Gretta Quigley

Personal information
- Irish name: Mairéad Uí Choigligh
- Sport: Camogie
- Position: centre back
- Born: Wexford, Ireland

Club(s)*
- Years: Club / Apps (scores)
- Cloughbawn-Adamstown / ?

Inter-county(ies)**
- Years: County / Apps (scores)
- 1969-1975: Wexford / ?

= Gretta Kehoe-Quigley =

Gretta Kehoe-Quigley is a former camogie player, captain of the All Ireland Camogie Championship winning team in 1975, the day after she was married to Ray Quigley, the trainer of her club camogie team.

==Career==
She made her debut with the Wexford junior team in 1969 and played in the 1972 All-Ireland final.

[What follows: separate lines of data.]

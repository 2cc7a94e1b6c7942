//! The `pixelperfect config` command for configuration management.

use clap::{Args, Subcommand};
use pixelperfect_core::Config;
use std::path::PathBuf;

use super::expand_path;

/// Arguments for the `config` command.
#[derive(Args, Debug)]
pub struct ConfigArgs {
    #[command(subcommand)]
    pub command: ConfigCommand,
}

/// Subcommands for configuration management.
#[derive(Subcommand, Debug)]
pub enum ConfigCommand {
    /// Display the effective configuration
    Show,

    /// Show config file path
    Path,

    /// Initialize a new config file with defaults
    Init {
        /// Overwrite existing config file
        #[arg(long)]
        force: bool,
    },
}

/// Execute the config command.
///
/// `config` is the already-loaded effective configuration; `explicit_path`
/// is the `--config` override, if any.
pub async fn execute(
    args: ConfigArgs,
    config: Config,
    explicit_path: Option<PathBuf>,
) -> anyhow::Result<()> {
    let path = explicit_path
        .map(|p| expand_path(&p))
        .unwrap_or_else(Config::default_path);

    match args.command {
        ConfigCommand::Show => {
            println!("{}", config.to_toml()?);
        }

        ConfigCommand::Path => {
            println!("{}", path.display());
        }

        ConfigCommand::Init { force } => {
            init_file(&path, force)?;
            tracing::info!("Config file created at: {}", path.display());
            println!("Configuration initialized at: {}", path.display());
        }
    }

    Ok(())
}

fn init_file(path: &std::path::Path, force: bool) -> anyhow::Result<()> {
    if path.exists() && !force {
        anyhow::bail!(
            "Config file already exists at: {}\nUse --force to overwrite.",
            path.display()
        );
    }

    // Ensure parent directory exists
    if let Some(parent) = path.parent() {
        std::fs::create_dir_all(parent)?;
    }

    let toml = Config::default().to_toml()?;
    std::fs::write(path, toml)?;
    Ok(())
}
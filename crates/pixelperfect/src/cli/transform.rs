//! The `pixelperfect transform` command: runs the pipeline on a local file.

use anyhow::Context;
use clap::Args;
use pixelperfect_core::{Config, ImageTransformer, TransformParams};
use std::path::PathBuf;

use super::expand_path;

/// Arguments for the `transform` command.
#[derive(Args, Debug)]
pub struct TransformArgs {
    /// Source image
    #[arg(required = true)]
    pub input: PathBuf,

    /// Where to write the encoded result
    #[arg(short, long)]
    pub output: PathBuf,

    /// Target width in pixels
    #[arg(long, allow_negative_numbers = true)]
    pub width: i64,

    /// Target height in pixels
    #[arg(long, allow_negative_numbers = true)]
    pub height: i64,

    /// Output format as a media type (image/jpeg, image/png, image/webp)
    #[arg(short, long, default_value = "image/jpeg")]
    pub format: String,

    /// Encode quality between 0.0 and 1.0
    #[arg(short, long, default_value = "0.9", allow_negative_numbers = true)]
    pub quality: f32,

    /// Crop region in source pixels, applied before resizing
    #[arg(long, value_name = "X,Y,W,H", value_parser = parse_crop)]
    pub crop: Option<[i64; 4]>,

    /// Write a progressive JPEG
    #[arg(long)]
    pub progressive: bool,

    /// Spend more time on PNG compression
    #[arg(long)]
    pub optimize: bool,
}

impl TransformArgs {
    fn params(&self) -> TransformParams {
        let crop = self.crop;
        TransformParams {
            width: self.width,
            height: self.height,
            format: self.format.clone(),
            quality: self.quality,
            crop_x: crop.map(|c| c[0]),
            crop_y: crop.map(|c| c[1]),
            crop_w: crop.map(|c| c[2]),
            crop_h: crop.map(|c| c[3]),
            progressive_jpeg: self.progressive,
            optimize_png: self.optimize,
        }
    }
}

/// Parse `X,Y,W,H` into four integers.
fn parse_crop(value: &str) -> Result<[i64; 4], String> {
    let parts = value
        .split(',')
        .map(|part| part.trim().parse::<i64>())
        .collect::<Result<Vec<_>, _>>()
        .map_err(|e| format!("invalid crop '{}': {}", value, e))?;
    <[i64; 4]>::try_from(parts)
        .map_err(|parts| format!("crop needs 4 values (X,Y,W,H), got {}", parts.len()))
}

/// Execute the transform command.
pub async fn execute(args: TransformArgs, config: Config) -> anyhow::Result<()> {
    let input = expand_path(&args.input);
    let output_path = expand_path(&args.output);
    let params = args.params();

    let bytes = tokio::fs::read(&input)
        .await
        .with_context(|| format!("Failed to read {}", input.display()))?;

    let transformer = ImageTransformer::new(&config);
    let output = tokio::task::spawn_blocking(move || transformer.transform_params(bytes, &params))
        .await??;

    tokio::fs::write(&output_path, &output.bytes)
        .await
        .with_context(|| format!("Failed to write {}", output_path.display()))?;

    tracing::info!(
        "Wrote {} ({}x{}, {}, {} bytes)",
        output_path.display(),
        output.width,
        output.height,
        output.media_type,
        output.bytes.len()
    );
    Ok(())
}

She made her senior debut in the 1972 Leinster championship, in which Wexford were narrowly beaten 6–4 to 5–6 in the final by Kilkenny. She won a Leinster senior championship medal in 1974.

==Family background==
She is one of three sisters from Palace, Poulpeasty in County Wexford, who won All Ireland medals together in 1975, the others were Kit Codd and Bridget Doyle, winner of the 1975 B+I Star of the Year award. Two other sisters, Annie and Josie both played on Wexford's 1968 All Ireland winning team. Two other sisters, Annie and Josie both played on Wexford's 1968 All Ireland winning team, and two more, seven in all, also played inter-county for Wexford.